A partir da experiência da Revolução Bolivariana da Venezuela, e com o impulso dos presidentes Evo Morales, da Bolívia, e Rafael Correa, do Equador, tem se produzido um despertar dos povos indígenas. Da mesma forma, esses três Estados tem se dotado significativamente pela via de referendo e de novas Constituições.
Removida em seus cimentos por ventos de esperança e de justiça, a América do Sul tem dado também um rumo novo ao grande sonho de integração dos povos, não somente dos mercados. Além do Mercosul, que agrupa aos 260 milhões de habitantes do Brasil, da Argentina, do Paraguai, do Uruguai e da Venezuela, a realização mais inovadora para favorecer a integração é a Alternativa Bolivariana para os Povos de Nossa América (Alba). Seus membros (2) conseguiram uma estabilidade que tem lhes permitido consagrar-se à luta contra a pobreza, a miséria, a marginalidade, o analfabetismo, para assegurar aos cidadãos educação, saúde, habitação e emprego dignos. Tem obtido também, graças ao Projeto Petrosul, uma maior coesão energética e também um aumento significativo de sua produção agrícola para avançar em direção á soberania alimentar. Graças à criação do banco do Sul e de uma Zona Monetária Comum (ZMC), progridem igualmente para a criação de uma moeda comum, cujo nome poderia ser ‘Sucre’ (3).

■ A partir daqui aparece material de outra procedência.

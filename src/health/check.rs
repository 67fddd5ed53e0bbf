//! The `Check` document: aggregation and merging

use super::label::safe_label;
use super::schema::{HealthSchema, SchemaValidator};
use super::types::{Status, StatusLevel};
use crate::utils::error::Result;
use serde::Serialize;
use serde_json::{Map, Value};
use std::ops::ControlFlow;
use tracing::debug;

/// A full health document.
///
/// `overall_status` is derived: every public mutation recalculates it, so it
/// is always consistent with the three collections.
#[derive(Debug, Clone, PartialEq, Serialize)]
#[serde(rename_all = "camelCase")]
pub struct Check {
    pub(crate) overall_status: StatusLevel,
    #[serde(skip_serializing_if = "Vec::is_empty")]
    pub(crate) services: Vec<Status>,
    #[serde(skip_serializing_if = "Vec::is_empty")]
    pub(crate) systems: Vec<Status>,
    #[serde(skip_serializing_if = "Vec::is_empty")]
    pub(crate) metrics: Vec<Status>,
    #[serde(skip_serializing_if = "Map::is_empty")]
    pub(crate) properties: Map<String, Value>,
}

impl Default for Check {
    fn default() -> Self {
        Self::new()
    }
}

impl Check {
    /// An empty document with overall status `UNKNOWN`
    pub fn new() -> Self {
        Self {
            overall_status: StatusLevel::Unknown,
            services: Vec::new(),
            systems: Vec::new(),
            metrics: Vec::new(),
            properties: Map::new(),
        }
    }

    pub fn overall_status(&self) -> StatusLevel {
        self.overall_status
    }

    pub fn services(&self) -> &[Status] {
        &self.services
    }

    pub fn systems(&self) -> &[Status] {
        &self.systems
    }

    pub fn metrics(&self) -> &[Status] {
        &self.metrics
    }

    /// Free-form producer properties; never merged or validated
    pub fn properties(&self) -> &Map<String, Value> {
        &self.properties
    }

    pub fn properties_mut(&mut self) -> &mut Map<String, Value> {
        &mut self.properties
    }

    pub fn add_service(&mut self, status: Status) -> StatusLevel {
        self.services.push(status);
        self.calculate()
    }

    pub fn add_system(&mut self, status: Status) -> StatusLevel {
        self.systems.push(status);
        self.calculate()
    }

    pub fn add_metric(&mut self, status: Status) -> StatusLevel {
        self.metrics.push(status);
        self.calculate()
    }

    /// Recompute and store the overall status.
    ///
    /// Services, then systems, then metrics. A CRITICAL-class declared status
    /// ends the scan. Metrics without a declared status fall back to their
    /// thresholds, and a threshold result replaces the running aggregate
    /// outright, so a later metric over its warn threshold turns an earlier
    /// threshold CRITICAL back into WARNING.
    pub fn calculate(&mut self) -> StatusLevel {
        let mut overall = scan_declared(&self.services, StatusLevel::Ok);

        if overall != StatusLevel::Critical {
            overall = scan_declared(&self.systems, overall);
        }
        if overall != StatusLevel::Critical {
            overall = scan_metrics(&self.metrics, overall);
        }

        debug!(
            services = self.services.len(),
            systems = self.systems.len(),
            metrics = self.metrics.len(),
            overall = %overall,
            "Calculated overall status"
        );
        self.overall_status = overall;
        overall
    }

    /// Append `other`'s services and systems after ours.
    ///
    /// Metrics are not merged since names are not unique across documents,
    /// and properties are producer-specific.
    pub fn merge(&mut self, other: &Check) -> StatusLevel {
        self.services.extend(other.services.iter().cloned());
        self.systems.extend(other.systems.iter().cloned());

        debug!(
            services = other.services.len(),
            systems = other.systems.len(),
            "Merged check"
        );
        self.calculate()
    }

    /// Like [`Check::merge`], but renames every record of `other` to
    /// `safe_label("{prefix}_{name}")` first, which makes it safe to bring
    /// the metrics across too.
    pub fn prefixed_merge(&mut self, prefix: &str, other: &Check) -> StatusLevel {
        let prefixed = |status: &Status| Status {
            name: safe_label(&format!("{}_{}", prefix, status.name)),
            ..status.clone()
        };

        self.services.extend(other.services.iter().map(prefixed));
        self.systems.extend(other.systems.iter().map(prefixed));
        self.metrics.extend(other.metrics.iter().map(prefixed));

        debug!(
            prefix,
            services = other.services.len(),
            systems = other.systems.len(),
            metrics = other.metrics.len(),
            "Prefix-merged check"
        );
        self.calculate()
    }

    /// JSON encoding with empty fields omitted
    pub fn to_json(&self) -> Result<String> {
        Ok(serde_json::to_string(self)?)
    }

    /// `{"overallStatus": "<level>"}`
    pub fn terse(&self) -> Result<String> {
        Ok(serde_json::to_string(
            &serde_json::json!({ "overallStatus": self.overall_status }),
        )?)
    }

    /// Run the encoded document through the built-in schema
    pub fn validate(&self) -> Result<()> {
        self.validate_with(&HealthSchema)
    }

    pub fn validate_with(&self, validator: &dyn SchemaValidator) -> Result<()> {
        let document = serde_json::to_value(self)?;
        validator.validate(&document).into_result()
    }
}

/// One step of the declared-status rules shared by all three phases
fn fold_declared(current: StatusLevel, declared: StatusLevel) -> ControlFlow<StatusLevel, StatusLevel> {
    match declared {
        StatusLevel::Ok | StatusLevel::Up => ControlFlow::Continue(current),
        StatusLevel::Warning => match current {
            StatusLevel::Ok | StatusLevel::Unknown => ControlFlow::Continue(StatusLevel::Warning),
            _ => ControlFlow::Continue(current),
        },
        StatusLevel::Bad | StatusLevel::Error | StatusLevel::Down | StatusLevel::Critical => {
            ControlFlow::Break(StatusLevel::Critical)
        }
        StatusLevel::Unknown => match current {
            StatusLevel::Critical | StatusLevel::Warning => ControlFlow::Continue(current),
            _ => ControlFlow::Continue(StatusLevel::Unknown),
        },
    }
}

fn scan_declared(records: &[Status], mut overall: StatusLevel) -> StatusLevel {
    for record in records {
        let Some(declared) = record.status else {
            continue;
        };
        match fold_declared(overall, declared) {
            ControlFlow::Continue(next) => overall = next,
            ControlFlow::Break(critical) => return critical,
        }
    }
    overall
}

fn scan_metrics(metrics: &[Status], mut overall: StatusLevel) -> StatusLevel {
    for metric in metrics {
        if let Some(declared) = metric.status {
            match fold_declared(overall, declared) {
                ControlFlow::Continue(next) => overall = next,
                ControlFlow::Break(critical) => return critical,
            }
        } else if metric.has_declared_status() {
            continue;
        } else if let Some(inferred) = metric.threshold_status() {
            overall = inferred;
        }
    }
    overall
}
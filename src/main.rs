//! healthcheck - evaluate health-check documents as a Nagios plugin
//!
//! Reads one or more health documents, merges them and reports the result.

#![allow(missing_docs)]

use anyhow::Context;
use clap::{Parser, ValueEnum};
use health_rs::config::Config;
use health_rs::health::validate_json;
use health_rs::utils::init_logging;
use health_rs::{Check, MonitoringSink, NagiosCheck, NagiosStatus, translate_check};
use std::path::{Path, PathBuf};
use std::process::ExitCode;
use tokio::io::AsyncReadExt;
use tracing::{debug, info};

#[derive(Debug, Clone, Copy, PartialEq, Eq, ValueEnum)]
enum OutputFormat {
    /// Plugin line with performance data
    Nagios,
    /// Full normalized document
    Json,
    /// Overall status only
    Terse,
}

#[derive(Parser, Debug)]
#[command(
    name = "healthcheck",
    version,
    long_version = concat!(env!("CARGO_PKG_VERSION"), " (", env!("GIT_HASH"), ")"),
    about = "Evaluate health-check JSON documents"
)]
struct Cli {
    /// Documents to read; `-` reads standard input
    #[arg(required = true, value_name = "FILE")]
    documents: Vec<PathBuf>,

    /// YAML configuration file
    #[arg(long, short, env = "HEALTH_CONFIG")]
    config: Option<PathBuf>,

    /// Seconds after which a timestamped record is stale
    #[arg(long, value_name = "SECONDS")]
    max_age: Option<i64>,

    /// Report OK records too
    #[arg(long, short)]
    verbose: bool,

    /// Validate each document before evaluating it
    #[arg(long)]
    validate: bool,

    /// Prefix merged record names with the source file stem
    #[arg(long)]
    prefixed: bool,

    /// Output format
    #[arg(long, short, value_enum, default_value_t = OutputFormat::Nagios)]
    format: OutputFormat,
}

#[tokio::main]
async fn main() -> ExitCode {
    dotenvy::dotenv().ok();
    let cli = Cli::parse();

    match run(cli).await {
        Ok(code) => code,
        Err(e) => {
            println!("{}: {:#}", NagiosStatus::Unknown, e);
            ExitCode::from(NagiosStatus::Unknown.exit_code())
        }
    }
}

async fn run(cli: Cli) -> anyhow::Result<ExitCode> {
    let config = load_config(&cli).await?;
    init_logging(&config.logging)?;
    debug!(?config, "Effective configuration");

    let mut documents = cli.documents.iter();
    let first = documents.next().context("no documents given")?;
    let mut check = read_check(first, config.check.validate).await?;

    for path in documents {
        let other = read_check(path, config.check.validate).await?;
        if config.check.prefixed_merge {
            check.prefixed_merge(&source_name(path), &other);
        } else {
            check.merge(&other);
        }
    }

    info!(status = %check.overall_status(), documents = cli.documents.len(), "Evaluated health");

    let code = match cli.format {
        OutputFormat::Nagios => {
            let mut sink = NagiosCheck::new();
            translate_check(&mut sink, &check, config.check.max_age_seconds, config.check.verbose)?;
            println!("{}", sink.output());
            sink.status().exit_code()
        }
        OutputFormat::Json => {
            println!("{}", check.to_json()?);
            NagiosStatus::from(check.overall_status()).exit_code()
        }
        OutputFormat::Terse => {
            println!("{}", check.terse()?);
            NagiosStatus::from(check.overall_status()).exit_code()
        }
    };

    Ok(ExitCode::from(code))
}

/// File config, then `HEALTH_*` variables, then flags
async fn load_config(cli: &Cli) -> anyhow::Result<Config> {
    let file = match &cli.config {
        Some(path) => Config::from_file(path).await?,
        None => Config::default(),
    };
    let mut config = file.merge(Config::from_env()?);

    if let Some(max_age) = cli.max_age {
        config.check.max_age_seconds = max_age;
    }
    config.check.verbose |= cli.verbose;
    config.check.validate |= cli.validate;
    config.check.prefixed_merge |= cli.prefixed;

    config.validate()?;
    Ok(config)
}

async fn read_check(path: &Path, validate: bool) -> anyhow::Result<Check> {
    let text = read_document(path).await?;
    if validate {
        validate_json(&text).with_context(|| format!("{} failed validation", path.display()))?;
    }
    Check::from_json(&text).with_context(|| format!("{} is not a health document", path.display()))
}

async fn read_document(path: &Path) -> anyhow::Result<String> {
    if path.as_os_str() == "-" {
        let mut text = String::new();
        tokio::io::stdin().read_to_string(&mut text).await?;
        return Ok(text);
    }
    tokio::fs::read_to_string(path)
        .await
        .with_context(|| format!("failed to read {}", path.display()))
}

fn source_name(path: &Path) -> String {
    if path.as_os_str() == "-" {
        return "stdin".to_string();
    }
    path.file_stem()
        .map(|stem| stem.to_string_lossy().into_owned())
        .unwrap_or_else(|| path.display().to_string())
}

Vários governos sulamericanos (4) deram, no dia 9 de março, um passo a mais que parecia inconcebível: decidiram constituir o Conselho de Defesa Sulamericano (CDS), um organismo de cooperação militar criado através da união de Nações Sulamericanas (Unasul), organização fundada em Brasília em maio de 2008.

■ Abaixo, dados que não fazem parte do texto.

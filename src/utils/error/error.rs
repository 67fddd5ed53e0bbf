//! Error handling for health documents
//!
//! This module defines all error types used throughout the crate.

use thiserror::Error;

/// Result type alias for health operations
pub type Result<T> = std::result::Result<T, HealthError>;

/// Main error type for health document processing
#[derive(Error, Debug)]
pub enum HealthError {
    /// The payload is not JSON, or its top level is not a JSON object
    #[error("Malformed input: {0}")]
    MalformedInput(String),

    /// The schema validator rejected the document
    #[error("JSON is not valid: {}", .0.join("; "))]
    SchemaValidation(Vec<String>),

    /// Registry lookup or removal on an absent name
    #[error("Not found: {0}")]
    NotFound(String),

    /// Serialization errors
    #[error("Serialization error: {0}")]
    Serialization(#[from] serde_json::Error),

    /// Configuration errors
    #[error("Configuration error: {0}")]
    Config(String),

    /// IO errors
    #[error("IO error: {0}")]
    Io(#[from] std::io::Error),
}

impl HealthError {
    pub fn malformed_input(message: impl Into<String>) -> Self {
        Self::MalformedInput(message.into())
    }

    pub fn not_found(name: impl Into<String>) -> Self {
        Self::NotFound(name.into())
    }

    pub fn config(message: impl Into<String>) -> Self {
        Self::Config(message.into())
    }

    /// Whether this is a registry miss
    pub fn is_not_found(&self) -> bool {
        matches!(self, Self::NotFound(_))
    }

    /// Validator error list, if this is a schema failure
    pub fn validation_errors(&self) -> Option<&[String]> {
        match self {
            Self::SchemaValidation(errors) => Some(errors),
            _ => None,
        }
    }
}
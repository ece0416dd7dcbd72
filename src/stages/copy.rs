use std::fs;

use camino::{Utf8Path, Utf8PathBuf};
use tracing::info;

use crate::config::Config;
use crate::executor::TaskContext;
use crate::stage::{StageOutput, TransformStage, expand_ordered, matches_any};
use crate::utils::as_overhead;

/// Copies the top-level static files of the source tree (favicons, manifest,
/// `robots.txt`, dot-files) to the distribution tree unchanged.
///
/// HTML files and the service-worker entry are left to the stages which own
/// them.
pub struct CopyStage {
    source: Utf8PathBuf,
    dist: Utf8PathBuf,
    files: Vec<Utf8PathBuf>,
}

impl CopyStage {
    pub fn new(config: &Config) -> anyhow::Result<Self> {
        let source = config.source_dir();
        let excluded = [config.service_worker.entry.to_string()];

        let files = expand_ordered(&source, &["*".to_string()])?
            .into_iter()
            .filter(|path| !matches_any(&config.html.sources, path))
            .filter(|path| !matches_any(&excluded, path))
            .collect();

        Ok(Self {
            source,
            dist: config.dist_dir(),
            files,
        })
    }

    pub fn files(&self) -> &[Utf8PathBuf] {
        &self.files
    }
}

impl TransformStage for CopyStage {
    fn inputs(&self) -> Vec<Utf8PathBuf> {
        self.files.iter().map(|path| self.source.join(path)).collect()
    }

    fn outputs(&self) -> Vec<Utf8PathBuf> {
        self.files.iter().map(|path| self.dist.join(path)).collect()
    }

    fn run(&self, _: &TaskContext) -> anyhow::Result<StageOutput> {
        let s = std::time::Instant::now();
        let mut output = StageOutput::default();

        fs::create_dir_all(&self.dist)?;

        for path in &self.files {
            let target = self.dist.join(path);
            copy(&self.source.join(path), &target)?;
            output = output.written(target);
        }

        info!("Copied {} files {}", self.files.len(), as_overhead(s));
        Ok(output)
    }
}

fn copy(from: &Utf8Path, to: &Utf8Path) -> anyhow::Result<()> {
    fs::copy(from, to).map_err(|e| anyhow::anyhow!("Couldn't copy {from} to {to}: {e}"))?;
    Ok(())
}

Graças a esses recentes instrumentos de cooperação, a nova América do Sul chega mais unida do que nunca ao grande encontro com Estados Unidos na Cúpula das Américas que se realizará em Puerto España (Trinidad y Tobago), de 17 a 19 de abril de 2009. Na ocasião, os mandatários sulamericanos debaterão com o novo presidente estadunidense Barack Obama, que exporá sua visão sobre as relações com seus vizinhos do Sul.
Em sua recente visita a Washington, o Presidente do Brasil, Luiz Inácio Lula da Silva, pediu a Obama que levantasse por completo o embargo econômico contra Cuba, argumentando que é algo ao que se opõem todos os países da região (5). No passado 11 de março, Washington havia anunciado que os cubanoamericanos poderão visitar a quem desejarem na Ilha uma vez por ano e permanecer nela tanto tempo quanto queiram. Apesar de que durante sua campanha eleitoral, Obama prometeu manter o embargo, parece que se está cerca uma era de aproximação entre Havana e Washington. Já era hora. Fica pendente normatizar também as relações com a Venezuela e com a Bolívia. De maneira mais ampla, Washington deve admitir que a ideia de ‘pátio traseiro’ passou para a história. Que os povos da América do Sul se colocaram em marc
ha. E que dessa vez não se deterão.
Notas:
(1) O conceito de América do Sul, do qual se proclama partidário o bolivarianismo venezuelano, extrapola o de ‘América Latina’ porque reconhece a participação das nações indígenas e dos afrodescendentes; e abarca países e territórios cuja ‘latinoamericanidade’ continua sendo questionada. Em outras palavras, o conceito tradicional de ‘América Latina’ fica limitado para definir o espaço sulamericano como conjunto de realidades, desde o Rio Grande e o Caribe até a Terra do Fogo.
(2) Bolívia, Cuba, República Dominicana, Honduras, Nicarágua e Venezuela (Equador, o país observador).
(3) Sistema Único de Compensação Regional.
(4) Argentina, Bolívia, Brasil, Colômbia, Chile, Equador, Guiana, Paraguai, Peru, Suriname, Uruguai e Venezuela.
(5) Costa Rica e El Salvador, os dois únicos países da região que não tinham relações diplomáticas com Havana, anunciaram em março passado sua decisão de restabelecê-las.